Ибо совершенно очевидно, что важность, значительность или даже существенность чего-либо нисколько не зависит от того, часто или редко оно повторяется. Гений встречается редко, а посредственных людей – сколько угодно. И тем не менее гений привлекает наше внимание. Откровения же бывают раз в столетия и даже в тысячелетия. Но если бы откровение случилось за все бесконечное время существования мира только один раз – оно было бы для нас несравненно ценнее всех ежедневно, ежечасно, даже ежеминутно повторяющихся явлений. Скажут – повторяющиеся явления допускают проверку, даже искусственную проверку (эксперимент), а случайные не могут быть проверены. Что камень тонет в воде, мы видим каждый день, а что Бог открылся человеку, это было один раз, на Синае, да и то без свидетелей. Как знать наверное, было ли это или не было?

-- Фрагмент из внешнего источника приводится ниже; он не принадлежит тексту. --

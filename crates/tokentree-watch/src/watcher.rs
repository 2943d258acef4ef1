//! Filesystem watching that keeps the file cache coherent.

use std::path::{Path, PathBuf};
use std::sync::Arc;

use notify::event::{ModifyKind, RenameMode};
use notify::{Event, EventKind, RecommendedWatcher, RecursiveMode, Watcher};
use tokio::sync::{Mutex, broadcast, mpsc};
use tokio::task::JoinHandle;
use tokio_util::sync::CancellationToken;
use tracing::{debug, info, warn};

use tokentree_core::{FileRecord, IgnoreMode, ScanConfig, ScanError, TokenCounter};
use tokentree_scan::{FileProcessor, IgnoreFilter, ScanCache};

use crate::debounce::{Debouncer, PendingKind};

/// A change observed under the watched root.
#[derive(Debug, Clone, PartialEq, Eq)]
pub enum WatchEvent {
    /// A new file, with its freshly read record.
    Added(Arc<FileRecord>),
    /// An existing file changed; the record replaces the old one wholesale.
    Updated(Arc<FileRecord>),
    /// A file or directory disappeared.
    Removed(PathBuf),
}

impl WatchEvent {
    /// Absolute path the event is about.
    pub fn path(&self) -> &Path {
        match self {
            WatchEvent::Added(record) | WatchEvent::Updated(record) => &record.absolute_path,
            WatchEvent::Removed(path) => path,
        }
    }
}

/// Watches one root at a time and republishes changes as [`WatchEvent`]s.
///
/// Idle until [`start`](Self::start); starting again replaces the previous
/// subscription.
pub struct ChangeWatcher {
    config: Arc<ScanConfig>,
    cache: Arc<ScanCache>,
    counter: Arc<dyn TokenCounter>,
    events_tx: broadcast::Sender<WatchEvent>,
    active: Mutex<Option<ActiveWatch>>,
}

struct ActiveWatch {
    root: PathBuf,
    cancel: CancellationToken,
    handler: Arc<EventHandler>,
    task: JoinHandle<()>,
    watcher: RecommendedWatcher,
}

impl ChangeWatcher {
    pub fn new(
        config: Arc<ScanConfig>,
        cache: Arc<ScanCache>,
        counter: Arc<dyn TokenCounter>,
    ) -> Self {
        let (events_tx, _) = broadcast::channel(256);
        Self {
            config,
            cache,
            counter,
            events_tx,
            active: Mutex::new(None),
        }
    }

    /// Subscribe to change events.
    pub fn subscribe(&self) -> broadcast::Receiver<WatchEvent> {
        self.events_tx.subscribe()
    }

    /// Watch `root` recursively, ignoring paths excluded by the defaults or by
    /// `filter`. Any previous subscription is stopped first.
    pub async fn start(
        &self,
        root: &Path,
        mode: IgnoreMode,
        filter: IgnoreFilter,
    ) -> Result<(), ScanError> {
        let mut active = self.active.lock().await;
        if let Some(previous) = active.take() {
            previous.shutdown().await;
        }

        let root = tokio::fs::canonicalize(root)
            .await
            .map_err(|e| ScanError::io(root, e))?;

        let (raw_tx, raw_rx) = mpsc::unbounded_channel();
        let mut watcher = notify::recommended_watcher(move |res: notify::Result<Event>| {
            let _ = raw_tx.send(res);
        })
        .map_err(|e| ScanError::Watch {
            message: e.to_string(),
        })?;
        watcher
            .watch(&root, RecursiveMode::Recursive)
            .map_err(|e| ScanError::Watch {
                message: format!("{}: {e}", root.display()),
            })?;

        let cancel = CancellationToken::new();
        let processor = FileProcessor::new(
            &root,
            mode,
            &self.config,
            Arc::clone(&self.cache),
            Arc::clone(&self.counter),
        );
        let handler = Arc::new(EventHandler {
            processor,
            filter,
            cache: Arc::clone(&self.cache),
            debouncer: Debouncer::new(self.config.debounce()),
            events_tx: self.events_tx.clone(),
            cancel: cancel.clone(),
        });

        let task = tokio::spawn(run_event_loop(raw_rx, Arc::clone(&handler), cancel.clone()));

        info!(root = %root.display(), %mode, "watching for changes");
        *active = Some(ActiveWatch {
            root,
            cancel,
            handler,
            task,
            watcher,
        });
        Ok(())
    }

    /// Stop watching and drop pending debounced work. Idempotent.
    pub async fn stop(&self) {
        if let Some(previous) = self.active.lock().await.take() {
            previous.shutdown().await;
        }
    }

    pub async fn is_watching(&self) -> bool {
        self.active.lock().await.is_some()
    }

    /// Root of the active subscription.
    pub async fn watched_root(&self) -> Option<PathBuf> {
        self.active.lock().await.as_ref().map(|a| a.root.clone())
    }
}

impl std::fmt::Debug for ChangeWatcher {
    fn fmt(&self, f: &mut std::fmt::Formatter<'_>) -> std::fmt::Result {
        f.debug_struct("ChangeWatcher").finish_non_exhaustive()
    }
}

impl ActiveWatch {
    async fn shutdown(self) {
        self.cancel.cancel();
        self.handler.debouncer.clear();
        // Closes the raw event channel.
        drop(self.watcher);
        if let Err(err) = self.task.await {
            warn!(error = %err, "watch event loop ended abnormally");
        }
        info!(root = %self.root.display(), "stopped watching");
    }
}

async fn run_event_loop(
    mut raw_rx: mpsc::UnboundedReceiver<notify::Result<Event>>,
    handler: Arc<EventHandler>,
    cancel: CancellationToken,
) {
    loop {
        let next = tokio::select! {
            biased;
            _ = cancel.cancelled() => break,
            next = raw_rx.recv() => next,
        };
        match next {
            Some(Ok(event)) => handler.handle(event),
            Some(Err(err)) => warn!(error = %err, "watch error"),
            None => break,
        }
    }
}

struct EventHandler {
    processor: FileProcessor,
    filter: IgnoreFilter,
    cache: Arc<ScanCache>,
    debouncer: Debouncer,
    events_tx: broadcast::Sender<WatchEvent>,
    cancel: CancellationToken,
}

impl EventHandler {
    fn handle(self: &Arc<Self>, event: Event) {
        let mut paths = event.paths.into_iter();
        match event.kind {
            EventKind::Create(_) => paths.for_each(|p| self.schedule(p, PendingKind::Added)),
            EventKind::Modify(ModifyKind::Name(RenameMode::Both)) => {
                if let Some(from) = paths.next() {
                    self.remove(&from);
                }
                if let Some(to) = paths.next() {
                    self.schedule(to, PendingKind::Added);
                }
            }
            EventKind::Modify(ModifyKind::Name(RenameMode::From)) => {
                paths.for_each(|p| self.remove(&p));
            }
            EventKind::Modify(ModifyKind::Name(_)) => {
                for path in paths {
                    if path.exists() {
                        self.schedule(path, PendingKind::Added);
                    } else {
                        self.remove(&path);
                    }
                }
            }
            EventKind::Modify(ModifyKind::Metadata(_)) => {}
            EventKind::Modify(_) => paths.for_each(|p| self.schedule(p, PendingKind::Updated)),
            EventKind::Remove(_) => paths.for_each(|p| self.remove(&p)),
            _ => {}
        }
    }

    fn schedule(self: &Arc<Self>, path: PathBuf, kind: PendingKind) {
        if self.processor.is_rule_file(&path) {
            info!(path = %path.display(), "rule file changed; rescan to apply new rules");
            return;
        }
        if self.processor.accepts(&path, &self.filter).is_none() {
            return;
        }
        // Stale until the debounced refresh lands.
        self.cache.remove_file(&path);

        let handler = Arc::clone(self);
        self.debouncer
            .schedule(path, kind, move |path, kind| async move {
                handler.refresh(path, kind).await;
            });
    }

    async fn refresh(&self, path: PathBuf, kind: PendingKind) {
        if self.cancel.is_cancelled() {
            return;
        }
        match tokio::fs::metadata(&path).await {
            Ok(metadata) if metadata.is_file() => {}
            Ok(_) => return,
            Err(err) => {
                debug!(path = %path.display(), error = %err, "changed path vanished before refresh");
                return;
            }
        }

        self.cache.remove_file(&path);
        let Some(record) = self.processor.process(&path, &self.filter, &self.cancel).await else {
            return;
        };
        if self.cancel.is_cancelled() {
            return;
        }

        debug!(path = %record.relative_path, ?kind, tokens = record.token_count, "file refreshed");
        let event = match kind {
            PendingKind::Added => WatchEvent::Added(record),
            PendingKind::Updated => WatchEvent::Updated(record),
        };
        let _ = self.events_tx.send(event);
    }

    fn remove(&self, path: &Path) {
        self.debouncer.cancel(path);
        self.debouncer.cancel_under(path);

        let dropped = usize::from(self.cache.remove_file(path).is_some()) + self.cache.remove_under(path);
        if self.processor.accepts(path, &self.filter).is_none() {
            return;
        }

        debug!(path = %path.display(), dropped, "path removed");
        let _ = self.events_tx.send(WatchEvent::Removed(path.to_path_buf()));
    }
}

По-видимому, самое существенное, решающее возражение против случайного – это не то, что оно не имеет значения, а то, что его нельзя уловить и зарегистрировать. Все случайное по своей природе чрезвычайно капризно и показывается лишь на мгновение. Поэтому уже Платон (Tim. 27d), формулируя основную мысль эллинской философии, различал: τὶ τò ό̓ν ἀεὶ, γένεσιν δὲ ού̓κ έ̓χον, καὶ τὶ τò γιγνόμενον μὲν ἀεὶ, ό̓ν δὲ ούδέποτε, т. е. всегда существующее, но не имеющее происхождения, и всегда происходящее, но не существующее. Всегда существующее – постигается разумом, мышлением, как всегда себе равное, тождественное. А то, что всегда возникает и исчезает, – как его уловить? Уловить разумом абсолютно невозможно. В нашем примере: de profundis ad te, Domine, clamavi, человек взывает к Богу из бездонной пропасти ужаса и отчаяния. Тут все ведь «случайно». Когда не было ни пропасти, ни ужаса, ни отчаяния – он Бога не видел и не взывал к нему. Но иной раз есть и ужас, и пропасть, и отчаяние, а взывать не к кому, Бога – нет. Бога нет постоянно. Он тоже является и исчезает. Нельзя даже про Бога сказать, что он часто бывает. Наоборот, обыкновенно, по большей части его не бывает. Так что он, само собою разумеется, не может быть предметом научного знания. И primum movens immobile[4] Аристотеля, тот primum movens, который он называет Богом, никоим образом не заслуживает названия Бога – точнее, primum movens есть прямая противуположность Богу, так что если он πρώτη ἀρχή – первое начало, – то нужно прямо сказать, что Бога – нет. Ибо, в какие пропасти ни проваливался бы человек, в какой бы ужас и отчаяние он ни впадал, он не обратится с молитвой к неподвижному двигателю, хотя бы для него очевидно было, что этот двигатель всегда был, есть и будет. И Псалмопевец никогда таким Богом не вдохновился бы и, если бы не было другого Бога, то и псалмов у нас не было бы, ни пророков, ни апостолов. И в сущности – кроме Платона, который, как я говорил, никак не мог решиться, чему отдать предпочтение – разуму, постигающему всегда тождественное и себе равное, или неразумному, но и непреодолимому влечению, которое притягивало его к древним мифам, все остальные философы были твердо убеждены, что Бог – только для народа, для толпы.
II
Платон признавал ἀνάμνησις,[5] верил в идеи – хотя, конечно, умом и не мог дойти до этого и всецело, стало быть, заслужил те резкие упреки, которыми по его адресу переполнены сочинения Аристотеля. Однако наивно было бы думать, что у самого Аристотеля дело обстоит лучше, что ему удалось прочно обосновать свою философию. Как раз в основном вопросе философии – о том, что является предметом знания, он запутывается не менее безнадежно, чем его учитель. Он не признает идеи существующими, для него существуют только единичные вещи, но предметом знания у него оказывается не единичное, а общее, т. е., вопреки поставленному заданию, не существующее, а несуществующее. Это признают даже самые горячие поклонники и приверженцы Аристотеля, вроде Целлера и Швеглера.